The impetus for either of these tools probably originates with the same ask from a marketing or product team: how can we enable 1:1 (as opposed to broader, rules-based) personalization? When you hear a question like this, it’s probably time to start asking questions about the use case to help inform a contextual bandit vs. recommender system decision.
Many commercial tools for both contextual bandits and recommendation systems exist today that are marketed as personalization tools, and sold largely to marketing teams. Rather than tools to build bespoke models, these are usually “off the shelf” models that consider some pre-determined list of characteristics (usually ones that are easily determined on any website) - what browser does the user use, what is their location, time of day, are they a new or returning user?
The real power of either tool, though, is unlocked by building solutions that are specific to each use case. You can use far more informative characteristics or data, which goes a long way towards actually achieving positive business impact.

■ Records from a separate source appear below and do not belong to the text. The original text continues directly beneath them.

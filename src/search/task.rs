//! `IndexTask` — one `(field, substring, position, version, action)` unit
//! produced by the corpus expansion pipeline, destined for a Corpus
//! block's `insert` (spec.md §4.6 step 4).

use crate::config::EngineConfig;
use crate::value::{Action, Identifier, Position, Text};

use super::tokenizer::{expand_substrings, tokenize};

#[derive(Debug, Clone)]
pub struct IndexTask {
    pub field: Text,
    pub substring: Text,
    pub position: Position,
    pub version: i64,
    pub action: Action,
}

/// Tokenize `value`, expand every non-stop-word token into its candidate
/// substrings, and produce one [`IndexTask`] per surviving substring
/// (spec.md §4.6 steps 1-4). Called only for writes whose value is a
/// string (the caller filters).
pub fn expand(
    config: &EngineConfig,
    field: &Text,
    value: &str,
    record: Identifier,
    version: i64,
    action: Action,
) -> Vec<IndexTask> {
    let mut tasks = Vec::new();
    for (index, token) in tokenize(value) {
        if config.stop_words.contains(&token) {
            continue;
        }
        for substring in expand_substrings(&token, config.max_substring_len, &config.stop_words) {
            tasks.push(IndexTask {
                field: field.clone(),
                substring: Text::new(substring),
                position: Position::new(record, index),
                version,
                action,
            });
        }
    }
    tasks
}
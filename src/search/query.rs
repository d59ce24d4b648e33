//! Infix query scoring against a corpus's `present` map (spec.md §4.6
//! "Search"). Generic over the lookup so both `CorpusRecord::search` and
//! any future buffer-side scoring path share one implementation (spec.md
//! §9's search-scoring consistency decision).

use std::collections::{HashMap, HashSet};

use crate::config::EngineConfig;
use crate::value::Identifier;

use super::tokenizer::tokenize;

/// Lowercase/tokenize `query`, skip stop words while tracking their count
/// as a positional offset, and intersect each subsequent term's matching
/// records by adjacency: a record survives iff the new term occurs at
/// `previous_position + 1 + accumulated_offset`. `lookup(term)` returns,
/// for the current term, every record and the set of positions at which
/// it occurs (`present[term]`). Returns `(record, score)` pairs ordered by
/// descending score (positional-match count), ties broken by ascending
/// record id.
pub fn search<L>(query: &str, config: &EngineConfig, lookup: L) -> Vec<(Identifier, usize)>
where
    L: Fn(&str) -> HashMap<Identifier, HashSet<u32>>,
{
    let mut candidates: Option<HashMap<Identifier, HashSet<u32>>> = None;
    let mut accumulated_offset: u32 = 0;

    for (_, token) in tokenize(query) {
        if config.stop_words.contains(&token) {
            accumulated_offset += 1;
            continue;
        }

        let positions = lookup(&token);
        candidates = Some(match candidates {
            None => positions,
            Some(prev) => intersect(prev, positions, accumulated_offset),
        });
        accumulated_offset = 0;
    }

    let mut results: Vec<(Identifier, usize)> = candidates
        .unwrap_or_default()
        .into_iter()
        .map(|(record, positions)| (record, positions.len()))
        .collect();
    results.sort_by(|a, b| b.1.cmp(&a.1).then(a.0.cmp(&b.0)));
    results
}

fn intersect(
    prev: HashMap<Identifier, HashSet<u32>>,
    next: HashMap<Identifier, HashSet<u32>>,
    offset: u32,
) -> HashMap<Identifier, HashSet<u32>> {
    let mut out = HashMap::new();
    for (record, next_positions) in next {
        let Some(prev_positions) = prev.get(&record) else {
            continue;
        };
        let matched: HashSet<u32> = next_positions
            .into_iter()
            .filter(|p| {
                p.checked_sub(1 + offset)
                    .is_some_and(|required| prev_positions.contains(&required))
            })
            .collect();
        if !matched.is_empty() {
            out.insert(record, matched);
        }
    }
    out
}
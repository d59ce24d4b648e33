//! In-memory record views over a block's revision stream (spec.md §3.6,
//! §4.5).
//!
//! ## Design invariants
//!
//! - `present[key]` always equals `history[key]` replayed with ADD/REMOVE
//!   semantics (spec.md §3.6 invariant 1).
//! - Primary records require non-decreasing versions across consecutive
//!   appends for the same key (invariant 2); Secondary/Corpus relax this.
//! - The offset invariant (invariant 3) rejects an ADD for an
//!   already-present value, or a REMOVE for an absent one — waived for
//!   Corpus records, which legitimately see overlapping n-grams.
//! - An empty `present[key]` set is evicted on REMOVE (invariant 4).
//!
//! Grounded on the teacher's `engine::utils::Record`/`MergeIterator` (the
//! "unified point put/delete representation" idea, generalized here to a
//! per-key present/history pair) and `engine::visibility::VisibilityFilter`
//! (timestamp-bounded replay).

mod corpus;
mod index;
mod table;

pub use corpus::CorpusRecord;
pub use index::{ExploreError, IndexRecord};
pub use table::TableRecord;

use std::collections::{BTreeMap, BTreeSet};

use thiserror::Error;

use crate::block::{BlockKind, CompactRevision, Revision, RevisionSink};
use crate::value::{Action, Identifier, Position, Text, Value};

#[derive(Debug, Error, PartialEq, Eq)]
pub enum RecordError {
    #[error("append violates the offset invariant for this key")]
    OffsetViolation,

    #[error("version {got} is not >= last-seen version {last} for this key")]
    NonMonotonicVersion { last: i64, got: i64 },

    #[error("COMPARE is a non-storable sentinel action")]
    NonStorableAction,
}

/// Marker type selecting the Primary (table) view's `(Locator, Key,
/// Value)` triple (spec.md §3.3).
#[derive(Debug, Clone, Copy)]
pub struct Primary;

impl BlockKind for Primary {
    type Locator = Identifier;
    type Key = Text;
    type Value = Value;
}

/// Marker type selecting the Secondary (index) view.
#[derive(Debug, Clone, Copy)]
pub struct Secondary;

impl BlockKind for Secondary {
    type Locator = Text;
    type Key = Value;
    type Value = Identifier;
}

/// Marker type selecting the Corpus (n-gram) view.
#[derive(Debug, Clone, Copy)]
pub struct CorpusKind;

impl BlockKind for CorpusKind {
    type Locator = Text;
    type Key = Text;
    type Value = Position;
}

/// Shared present/history bookkeeping for one locator across any
/// `BlockKind` (spec.md §3.6). `TableRecord`/`IndexRecord`/`CorpusRecord`
/// wrap this with their view-specific operations.
#[derive(Debug, Clone)]
pub struct Record<B: BlockKind> {
    pub locator: B::Locator,
    /// Constrains which keys this record accepts appends for; `None`
    /// means "accept appends for any key" (spec.md §3.6: "optional
    /// partial-key K").
    partial_key: Option<B::Key>,
    present: BTreeMap<B::Key, BTreeSet<B::Value>>,
    history: BTreeMap<B::Key, Vec<CompactRevision<B::Value>>>,
    enforce_offset: bool,
    enforce_monotonic_version: bool,
}

impl<B: BlockKind> Record<B> {
    pub fn new(locator: B::Locator, enforce_offset: bool, enforce_monotonic_version: bool) -> Self {
        Self {
            locator,
            partial_key: None,
            present: BTreeMap::new(),
            history: BTreeMap::new(),
            enforce_offset,
            enforce_monotonic_version,
        }
    }

    pub fn with_partial_key(mut self, key: B::Key) -> Self {
        self.partial_key = Some(key);
        self
    }

    fn key_permitted(&self, key: &B::Key) -> bool {
        match &self.partial_key {
            Some(partial) => partial == key,
            None => true,
        }
    }

    /// Append one revision's worth of data for `key` (spec.md §3.6).
    /// `Action::Compare` is a query-time-only sentinel and is rejected.
    pub fn append(&mut self, key: B::Key, value: B::Value, version: i64, action: Action) -> Result<(), RecordError> {
        if action == Action::Compare {
            return Err(RecordError::NonStorableAction);
        }

        if self.enforce_monotonic_version {
            if let Some(last) = self.history.get(&key).and_then(|revisions| revisions.last()) {
                if version < last.version {
                    return Err(RecordError::NonMonotonicVersion { last: last.version, got: version });
                }
            }
        }

        if self.enforce_offset {
            let currently_present = self
                .present
                .get(&key)
                .map(|set| set.contains(&value))
                .unwrap_or(false);
            let violates = match action {
                Action::Add => currently_present,
                Action::Remove => !currently_present,
                Action::Compare => unreachable!(),
            };
            if violates {
                return Err(RecordError::OffsetViolation);
            }
        }

        match action {
            Action::Add => {
                self.present.entry(key.clone()).or_default().insert(value.clone());
            }
            Action::Remove => {
                if let Some(set) = self.present.get_mut(&key) {
                    set.remove(&value);
                    if set.is_empty() {
                        self.present.remove(&key);
                    }
                }
            }
            Action::Compare => unreachable!(),
        }

        self.history
            .entry(key)
            .or_default()
            .push(CompactRevision { value, version, action });
        Ok(())
    }

    pub fn present_for(&self, key: &B::Key) -> Option<&BTreeSet<B::Value>> {
        self.present.get(key)
    }

    pub fn present(&self) -> &BTreeMap<B::Key, BTreeSet<B::Value>> {
        &self.present
    }

    pub fn history_for(&self, key: &B::Key) -> Option<&[CompactRevision<B::Value>]> {
        self.history.get(key).map(Vec::as_slice)
    }

    pub fn contains(&self) -> bool {
        !self.present.is_empty()
    }

    /// Every key this record has ever seen an append for, present or not
    /// — needed to enumerate a historical snapshot where a key may have
    /// gone empty since `timestamp`.
    pub fn known_keys(&self) -> impl Iterator<Item = &B::Key> {
        self.history.keys()
    }

    /// Historical replay (spec.md §4.5): iterate `history[key]` in version
    /// order accumulating a set, stopping once a revision's version
    /// exceeds `timestamp`. ADD inserts, REMOVE deletes.
    pub fn replay_at(&self, key: &B::Key, timestamp: i64) -> BTreeSet<B::Value> {
        let mut acc = BTreeSet::new();
        let Some(revisions) = self.history.get(key) else {
            return acc;
        };
        for revision in revisions {
            if revision.version > timestamp {
                break;
            }
            match revision.action {
                Action::Add => {
                    acc.insert(revision.value.clone());
                }
                Action::Remove => {
                    acc.remove(&revision.value);
                }
                Action::Compare => {}
            }
        }
        acc
    }
}

impl<B: BlockKind> RevisionSink<B> for Record<B> {
    fn absorb(&mut self, revision: Revision<B>) {
        if !self.key_permitted(&revision.key) {
            return;
        }
        // Data replayed from a synced block is already offset-invariant
        // consistent by construction; a rejection here would indicate
        // block corruption rather than a caller error, so it is dropped
        // rather than propagated through the `RevisionSink` interface.
        let _ = self.append(revision.key, revision.value, revision.version, revision.action);
    }
}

It’s important to strategically consider which “features” your solution should learn about and optimize for. You want to choose enough features to paint a meaningful picture of each user. But add too many, and your bandit will need to spend more time exploring vs. exploiting, or your recommendation system could become prone to overfitting. Make sure that each feature you add is highly informative, valuable information. An example of a bad feature (usually) would be a user’s country: it is probably not informative to the action being optimized, and it will be very hard to gather sufficient data about users in e.g. Luxembourg, diminishing efficacy.
It’s also worth quickly clarifying that most multi-armed bandits are not contextual bandits. A traditional multi-armed bandit presumes that there is only one optimal action, and their goal is to zero in on that single best choice as quickly as possible (while minimizing error).
While contextual bandit algorithms and recommendation systems work for similar “flavors” of the same problem (personalization), a more apt comparison for a traditional multi-armed bandit would be an A/B test. Both are trying to discover a treatment that globally outperforms the status quo, but while the A/B test maintains a fixed and randomized allocation of users to treatments, the multi-armed bandit tries to move from exploration to exploitation in real-time.
For more on this, you can read Sven Schmit’s “multi-armed bandit vs. A/B testing” guide on this blog.
When you need a truly personalized user experience, the parameters of the proposed personalization will determine whether you reach for a contextual bandit or a recommendation system. To summarize, here are some easy-to-reference bullet points to help you discern the best tool for the job:
How many possible user experiences are we deciding between?
Contextual bandits are well poised to handle 10-100 arms - when you have thousands, use a recommendation system
Do we have large amounts of historical user- and action-specific data to evaluate?
If so, recommendation systems are available to you - but if you’re facing a cold start problem, you’ll be better served by a contextual bandit
How many times do we need to make this decision for each user?
If many times, maybe a recommendation system is best. If only a few times, contextual bandits will work great.
How large is the problem we’re solving, and is it worth the resources required to build a complex model?
For the biggest problems (and biggest opportunities), a recommendation system may be warranted. For everything else, there’s contextual bandits.